*PROBLEM DETAILS*: Wherever the string "shows" occurs in a line of these records, report that line.

============================================================

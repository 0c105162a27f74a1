use std::error::Error as StdError;

use snafu::prelude::*;

use crate::domain::entity::duration::{PhaseDuration, TryNewPhaseDurationError};

/// An abstract interface for accessing duration data.
#[cfg_attr(test, mockall::automock)]
#[async_trait::async_trait]
pub trait DurationRepository: Send + Sync + 'static {
    /// Get duration of a pomodoro phase.
    ///
    /// # Errors
    ///
    /// This function will return an error if failed to get the duration.
    async fn pomodoro_duration(&self) -> Result<PhaseDuration, GetDurationError>;

    /// Get duration of a break phase.
    ///
    /// # Errors
    ///
    /// This function will return an error if failed to get the duration.
    async fn break_duration(&self) -> Result<PhaseDuration, GetDurationError>;

    /// Get the period between two title refreshes while a phase runs.
    ///
    /// # Errors
    ///
    /// This function will return an error if failed to get the duration.
    async fn refresh_interval(&self) -> Result<PhaseDuration, GetDurationError>;
}

/// An error type of accessing the repository of [`PhaseDuration`]s.
#[derive(Debug, Snafu)]
#[non_exhaustive]
pub enum GetDurationError {
    #[snafu(display("Could not create an invalid duration"))]
    #[non_exhaustive]
    Invalid { source: TryNewPhaseDurationError },
    #[snafu(whatever, display("Load duration failed: {message}"))]
    #[non_exhaustive]
    Unknown {
        message: String,
        #[snafu(source(from(Box<dyn StdError>, Some)))]
        source: Option<Box<dyn StdError>>,
    },
}
pub mod duration;

pub use duration::DurationRepository;
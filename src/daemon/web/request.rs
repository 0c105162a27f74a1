use std::str::Utf8Error;

use snafu::prelude::*;

/// The longest request head accepted, request line and headers included.
pub const MAX_HEAD_LENGTH: usize = 8 * 1024;

const HEAD_END: &[u8] = b"\r\n\r\n";

/// The parts of an HTTP/1.x request head the file server cares about.
#[derive(Debug, Clone, PartialEq, Eq)]
pub struct RequestHead {
    pub method: String,
    pub target: String,
}

impl RequestHead {
    /// Parse a [`RequestHead`] from the prefix of `buf`. Return the head and
    /// the number of bytes it occupied. Header fields are checked for shape
    /// and then discarded.
    ///
    /// # Errors
    ///
    /// This function will return an error if the head is not complete yet, is
    /// too long or is malformed.
    pub fn parse(buf: &[u8]) -> Result<(Self, usize), ParseHeadError> {
        let Some(end) = buf.windows(HEAD_END.len()).position(|w| w == HEAD_END) else {
            ensure!(
                buf.len() <= MAX_HEAD_LENGTH,
                TooLargeSnafu { len: buf.len() }
            );
            return IncompleteSnafu.fail();
        };
        let len = end + HEAD_END.len();
        ensure!(len <= MAX_HEAD_LENGTH, TooLargeSnafu { len });

        let text = std::str::from_utf8(&buf[..end]).context(EncodingSnafu)?;
        let mut lines = text.split("\r\n");

        let request_line = lines.next().unwrap_or_default();
        let mut parts = request_line.split(' ');
        let (Some(method), Some(target), Some(version), None) =
            (parts.next(), parts.next(), parts.next(), parts.next())
        else {
            return MalformedSnafu {
                reason: "request line",
            }
            .fail();
        };
        ensure!(
            !method.is_empty() && method.bytes().all(|b| b.is_ascii_uppercase()),
            MalformedSnafu { reason: "method" }
        );
        ensure!(
            target.starts_with('/'),
            MalformedSnafu {
                reason: "request target"
            }
        );
        ensure!(
            version.starts_with("HTTP/1."),
            MalformedSnafu { reason: "version" }
        );

        for line in lines {
            ensure!(
                line.split_once(':').is_some_and(|(name, _)| !name.is_empty()),
                MalformedSnafu {
                    reason: "header field"
                }
            );
        }

        let head = Self {
            method: method.to_owned(),
            target: target.to_owned(),
        };
        Ok((head, len))
    }
}

/// An error type for parsing a request head.
#[derive(Debug, Snafu, Clone, PartialEq, Eq)]
#[non_exhaustive]
pub enum ParseHeadError {
    #[snafu(display("Could not parse an incomplete request head"))]
    Incomplete,
    #[snafu(display("Could not parse a request head of {len} bytes"))]
    TooLarge { len: usize },
    #[snafu(display("Could not decode the request head"))]
    Encoding { source: Utf8Error },
    #[snafu(display("Could not parse malformed {reason}"))]
    Malformed { reason: &'static str },
}
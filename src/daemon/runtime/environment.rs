use std::fs;
use std::io::{Error as IoError, ErrorKind};
use std::os::unix::fs::PermissionsExt;
use std::path::{Path, PathBuf};
use std::sync::Arc;

use snafu::prelude::*;

#[derive(Debug, Clone, PartialEq, Eq)]
enum Step {
    Directory(PathBuf),
    Permission(PathBuf, u32),
    StaleFile(PathBuf),
}

impl Step {
    fn apply(&self) -> Result<(), SetupEnvironmentError> {
        match self {
            Self::Directory(dir) => fs::create_dir_all(dir).context(CreateDirectorySnafu { dir }),
            Self::Permission(path, mode) => set_mode(path, *mode),
            Self::StaleFile(path) => match fs::remove_file(path) {
                Ok(()) => {
                    tracing::info!(path = %path.display(), "Removed stale file");
                    Ok(())
                }
                Err(err) if err.kind() == ErrorKind::NotFound => Ok(()),
                Err(err) => Err(err).context(RemoveStaleFileSnafu { path }),
            },
        }
    }
}

fn set_mode(path: &Path, mode: u32) -> Result<(), SetupEnvironmentError> {
    let context = SetPermissionSnafu { path, permission: mode };
    let mut permissions = fs::metadata(path).context(context)?.permissions();
    if permissions.mode() & 0o7777 == mode {
        return Ok(());
    }

    permissions.set_mode(mode);
    fs::set_permissions(path, permissions).context(context)
}

/// Runtime directory preparation. Registered steps run in order on
/// [`Environment::setup`].
#[derive(Debug, Default)]
pub struct Environment {
    steps: Vec<Step>,
}

impl Environment {
    pub fn new() -> Self {
        Self::default()
    }

    /// Create `directory` and its parents when missing.
    pub fn register_directory<P: AsRef<Path>>(&mut self, directory: P) {
        self.steps.push(Step::Directory(directory.as_ref().into()));
    }

    /// Force the permission bits of `path` to `permission`.
    pub fn register_permission<P: AsRef<Path>>(&mut self, path: P, permission: u32) {
        self.steps
            .push(Step::Permission(path.as_ref().into(), permission));
    }

    /// Remove a file a previous run left behind, such as a socket.
    pub fn register_stale_file<P: AsRef<Path>>(&mut self, path: P) {
        self.steps.push(Step::StaleFile(path.as_ref().into()));
    }

    /// Apply every registered step, stopping at the first failure.
    ///
    /// # Errors
    ///
    /// This function will return an error if any system error occurs.
    pub fn setup(self) -> Result<(), SetupEnvironmentError> {
        self.steps.iter().try_for_each(Step::apply)
    }
}

/// An error for setting up the running environment.
#[derive(Debug, Snafu, Clone)]
pub enum SetupEnvironmentError {
    #[snafu(display("Could not create directory {}", dir.display()))]
    CreateDirectory {
        dir: PathBuf,
        #[snafu(source(from(IoError, Arc::new)))]
        source: Arc<IoError>,
    },
    #[snafu(display("Could not set {}'s permission to {permission}", path.display()))]
    SetPermission {
        path: PathBuf,
        permission: u32,
        #[snafu(source(from(IoError, Arc::new)))]
        source: Arc<IoError>,
    },
    #[snafu(display("Could not remove stale file {}", path.display()))]
    RemoveStaleFile {
        path: PathBuf,
        #[snafu(source(from(IoError, Arc::new)))]
        source: Arc<IoError>,
    },
}
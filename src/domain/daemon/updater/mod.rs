//! Keeps a display title in sync with the timer.
//!
//! The updater subscribes to state changes through a single-slot mailbox, so
//! it may skip intermediate states but always ends up seeing the latest one.
//! While a phase runs, it shows the remaining whole minutes (`"24m"`) and
//! refreshes them on every tick; when the timer goes idle, or the updater is
//! stopped while a phase runs, the title is cleared.

mod routine;
mod state;
mod ticker;

pub use routine::UpdaterRoutine;
pub use ticker::{IntervalTicks, TickSource, Ticks};

use tokio::sync::oneshot::Sender;
use tokio::task::JoinHandle;
use tokio::time::Duration;

use crate::domain::daemon::timer::{StateObserver, TimerMachine};

/// The part of the timer the updater depends on.
pub trait TimerSource: Send + Sync + 'static {
    /// Register `observer` as the timer's sole state-change observer.
    fn on_state_change(&self, observer: StateObserver);

    /// Returns the time left in the running phase.
    fn remaining(&self) -> Duration;
}

impl TimerSource for TimerMachine {
    fn on_state_change(&self, observer: StateObserver) {
        TimerMachine::on_state_change(self, move |state| observer(state));
    }

    fn remaining(&self) -> Duration {
        TimerMachine::remaining(self)
    }
}

/// Handle that stops a running [`UpdaterRoutine`].
#[derive(Debug)]
pub struct UpdaterHandle {
    stop: Sender<()>,
    handle: JoinHandle<()>,
}

impl UpdaterHandle {
    fn new(stop: Sender<()>, handle: JoinHandle<()>) -> Self {
        Self { stop, handle }
    }

    /// Cancel the updater and wait for it to finish. A shown title is
    /// cleared before it returns.
    pub async fn stop(self) {
        let _ = self.stop.send(());
        if let Err(err) = self.handle.await {
            tracing::error!(err = %err, "Title updater terminated abnormally");
        }
    }
}

/// Format `remaining` as whole minutes, rounded down.
pub fn minutes_title(remaining: Duration) -> String {
    format!("{}m", remaining.as_secs() / 60)
}

#[cfg(test)]
mod tests {
    use super::*;

    use std::sync::atomic::{AtomicUsize, Ordering};
    use std::sync::{Arc, Mutex};

    use tokio::sync::mpsc::{self, UnboundedReceiver, UnboundedSender};
    use tokio::time::Instant;

    use crate::domain::daemon::outbound::DisplayPort;
    use crate::domain::daemon::timer::TimerConfig;
    use crate::domain::entity::TimerState;

    const MINUTE: Duration = Duration::from_secs(60);

    #[test]
    fn minutes_title_rounds_down() {
        assert_eq!(minutes_title(Duration::ZERO), "0m");
        assert_eq!(minutes_title(Duration::from_secs(59)), "0m");
        assert_eq!(minutes_title(MINUTE * 5), "5m");
        assert_eq!(minutes_title(MINUTE * 25 - Duration::from_millis(1)), "24m");
    }

    #[tokio::test]
    async fn updater_follows_state_and_ticks() {
        let (timer, ticks, mut shown, handle) = spawn_updater();

        timer.set_remaining(MINUTE * 5);
        timer.fire(TimerState::PomodoroRunning);
        assert_eq!(shown.recv().await, Some(Shown::Title("5m".to_owned())));

        timer.set_remaining(MINUTE * 4);
        ticks.tick().await;
        assert_eq!(shown.recv().await, Some(Shown::Title("4m".to_owned())));

        timer.fire(TimerState::Idle);
        assert_eq!(shown.recv().await, Some(Shown::Clear));
        assert_eq!(ticks.stopped(), 1);

        handle.stop().await;
        assert_eq!(shown.recv().await, None);
    }

    #[tokio::test]
    async fn updater_restarts_ticks_on_new_phase() {
        let (timer, ticks, mut shown, handle) = spawn_updater();

        timer.set_remaining(MINUTE * 25);
        timer.fire(TimerState::PomodoroRunning);
        assert_eq!(shown.recv().await, Some(Shown::Title("25m".to_owned())));

        timer.set_remaining(MINUTE * 5);
        timer.fire(TimerState::BreakRunning);
        assert_eq!(shown.recv().await, Some(Shown::Title("5m".to_owned())));
        assert_eq!(ticks.started(), 2);
        assert_eq!(ticks.stopped(), 1);

        handle.stop().await;
        assert_eq!(shown.recv().await, Some(Shown::Clear));
        assert_eq!(shown.recv().await, None);
        assert_eq!(ticks.stopped(), 2);
    }

    #[tokio::test]
    async fn updater_ignores_idle_while_idle() {
        let (timer, ticks, mut shown, handle) = spawn_updater();

        timer.fire(TimerState::Idle);
        tokio::task::yield_now().await;

        timer.set_remaining(MINUTE * 3);
        timer.fire(TimerState::BreakRunning);
        assert_eq!(shown.recv().await, Some(Shown::Title("3m".to_owned())));
        assert_eq!(ticks.started(), 1);

        handle.stop().await;
        assert_eq!(shown.recv().await, Some(Shown::Clear));
    }

    #[tokio::test]
    async fn updater_keeps_only_latest_state() {
        let (timer, ticks, mut shown, handle) = spawn_updater();

        // The updater task has not run yet, so these overwrite each other.
        timer.set_remaining(MINUTE * 7);
        timer.fire(TimerState::PomodoroRunning);
        timer.fire(TimerState::Idle);
        timer.fire(TimerState::BreakRunning);

        assert_eq!(shown.recv().await, Some(Shown::Title("7m".to_owned())));
        assert_eq!(ticks.started(), 1);

        handle.stop().await;
        assert_eq!(shown.recv().await, Some(Shown::Clear));
        assert_eq!(shown.recv().await, None);
    }

    #[tokio::test]
    async fn updater_stop_while_idle_keeps_title_untouched() {
        let (_, _, mut shown, handle) = spawn_updater();
        handle.stop().await;
        assert_eq!(shown.recv().await, None);
    }

    #[tokio::test(start_paused = true)]
    async fn updater_drives_title_from_machine() {
        let machine = TimerMachine::new(TimerConfig::default());
        let (display, mut shown) = RecordingDisplay::new();
        let handle = UpdaterRoutine::spawn(
            Arc::new(machine.clone()),
            display,
            Arc::new(IntervalTicks),
            Duration::from_secs(10),
        );

        machine.start_pomodoro();
        assert_eq!(shown.recv().await, Some(Shown::Title("25m".to_owned())));
        assert_eq!(shown.recv().await, Some(Shown::Title("24m".to_owned())));

        machine.shutdown();
        assert_eq!(shown.recv().await, Some(Shown::Clear));

        handle.stop().await;
        assert_eq!(shown.recv().await, None);
    }

    #[derive(Debug, PartialEq, Eq)]
    enum Shown {
        Title(String),
        Clear,
    }

    struct RecordingDisplay {
        sender: UnboundedSender<Shown>,
    }

    impl RecordingDisplay {
        fn new() -> (Arc<dyn DisplayPort>, UnboundedReceiver<Shown>) {
            let (sender, receiver) = mpsc::unbounded_channel();
            (Arc::new(Self { sender }), receiver)
        }
    }

    impl DisplayPort for RecordingDisplay {
        fn set_title(&self, text: &str) {
            let _ = self.sender.send(Shown::Title(text.to_owned()));
        }

        fn clear_title(&self) {
            let _ = self.sender.send(Shown::Clear);
        }
    }

    #[derive(Default)]
    struct FakeTimer {
        observer: Mutex<Option<StateObserver>>,
        remaining: Mutex<Duration>,
    }

    impl FakeTimer {
        fn fire(&self, state: TimerState) {
            let observer = self.observer.lock().unwrap().clone();
            observer.expect("Updater should have subscribed")(state);
        }

        fn set_remaining(&self, remaining: Duration) {
            *self.remaining.lock().unwrap() = remaining;
        }
    }

    impl TimerSource for FakeTimer {
        fn on_state_change(&self, observer: StateObserver) {
            *self.observer.lock().unwrap() = Some(observer);
        }

        fn remaining(&self) -> Duration {
            *self.remaining.lock().unwrap()
        }
    }

    #[derive(Default)]
    struct ManualTicks {
        latest: Mutex<Option<mpsc::Sender<Instant>>>,
        started: AtomicUsize,
        stopped: Arc<AtomicUsize>,
    }

    impl ManualTicks {
        async fn tick(&self) {
            let sender = self.latest.lock().unwrap().clone();
            sender
                .expect("A tick source should be running")
                .send(Instant::now())
                .await
                .unwrap();
        }

        fn started(&self) -> usize {
            self.started.load(Ordering::SeqCst)
        }

        fn stopped(&self) -> usize {
            self.stopped.load(Ordering::SeqCst)
        }
    }

    impl TickSource for ManualTicks {
        fn start(&self, _period: Duration) -> Ticks {
            let (sender, receiver) = mpsc::channel(1);
            *self.latest.lock().unwrap() = Some(sender);
            self.started.fetch_add(1, Ordering::SeqCst);
            let stopped = Arc::clone(&self.stopped);
            Ticks::new(receiver, move || {
                stopped.fetch_add(1, Ordering::SeqCst);
            })
        }
    }

    fn spawn_updater() -> (
        Arc<FakeTimer>,
        Arc<ManualTicks>,
        UnboundedReceiver<Shown>,
        UpdaterHandle,
    ) {
        let timer = Arc::new(FakeTimer::default());
        let ticks = Arc::new(ManualTicks::default());
        let (display, shown) = RecordingDisplay::new();
        let handle = UpdaterRoutine::spawn(
            Arc::clone(&timer) as Arc<dyn TimerSource>,
            display,
            Arc::clone(&ticks) as Arc<dyn TickSource>,
            Duration::from_secs(10),
        );
        (timer, ticks, shown, handle)
    }
}
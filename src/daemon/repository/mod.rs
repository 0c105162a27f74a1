pub mod duration;

pub use duration::DurationConfiguration;
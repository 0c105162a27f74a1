use std::sync::Arc;

use crate::domain::client::outbound::{ControlPort, InitPort, QueryPort, TitlePort};

/// Entrance to the domain logic, providing ports for external adapters.
pub struct ApplicationCore {
    pub init: Arc<dyn InitPort>,
    pub control: Arc<dyn ControlPort>,
    pub query: Arc<dyn QueryPort>,
    pub title: Arc<dyn TitlePort>,
}

impl ApplicationCore {
    /// Create and initialize a new [`ApplicationCore`] by injecting external
    /// repositories and adapters.
    pub fn setup(
        init: Arc<dyn InitPort>,
        control: Arc<dyn ControlPort>,
        query: Arc<dyn QueryPort>,
        title: Arc<dyn TitlePort>,
    ) -> ApplicationCore {
        Self {
            init,
            control,
            query,
            title,
        }
    }
}
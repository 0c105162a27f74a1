pub mod listener;
mod server;

pub use listener::{bind_tcp, bind_unix, DuplexListener, ListenError, Listener};
pub use server::{Server, ServerError};
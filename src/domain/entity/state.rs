use std::fmt::{Display, Formatter, Result as FmtResult};

/// The state of the pomodoro timer. Exactly one is current at any instant.
#[derive(Debug, Clone, Copy, Default, PartialEq, Eq, Hash)]
pub enum TimerState {
    #[default]
    Idle,
    PomodoroRunning,
    BreakRunning,
}

impl TimerState {
    /// Returns `true` if a countdown is in flight in this [`TimerState`].
    pub fn is_running(self) -> bool {
        matches!(self, Self::PomodoroRunning | Self::BreakRunning)
    }
}

impl Display for TimerState {
    fn fmt(&self, f: &mut Formatter<'_>) -> FmtResult {
        match self {
            Self::Idle => f.write_str("Idle"),
            Self::PomodoroRunning => f.write_str("PomodoroRunning"),
            Self::BreakRunning => f.write_str("BreakRunning"),
        }
    }
}
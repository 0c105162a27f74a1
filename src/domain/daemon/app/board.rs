use std::sync::{Arc, Mutex, PoisonError};

use crate::domain::daemon::outbound::DisplayPort;

/// A [`DisplayPort`] that remembers the title it shows and forwards every
/// change to an external display.
pub struct TitleBoard {
    current: Mutex<Option<String>>,
    display: Arc<dyn DisplayPort>,
}

impl TitleBoard {
    /// Creates a new [`TitleBoard`] with no title.
    pub fn new(display: Arc<dyn DisplayPort>) -> Self {
        Self {
            current: Mutex::new(None),
            display,
        }
    }

    /// Returns the title shown at the moment.
    pub fn current(&self) -> Option<String> {
        self.current
            .lock()
            .unwrap_or_else(PoisonError::into_inner)
            .clone()
    }
}

impl DisplayPort for TitleBoard {
    fn set_title(&self, text: &str) {
        *self.current.lock().unwrap_or_else(PoisonError::into_inner) = Some(text.to_owned());
        self.display.set_title(text);
    }

    fn clear_title(&self) {
        *self.current.lock().unwrap_or_else(PoisonError::into_inner) = None;
        self.display.clear_title();
    }
}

============================================================

*RESPONSE*:
//! While a phase runs, it shows the remaining whole minutes (`"24m"`) and
/// A [`DisplayPort`] that remembers the title it shows and forwards every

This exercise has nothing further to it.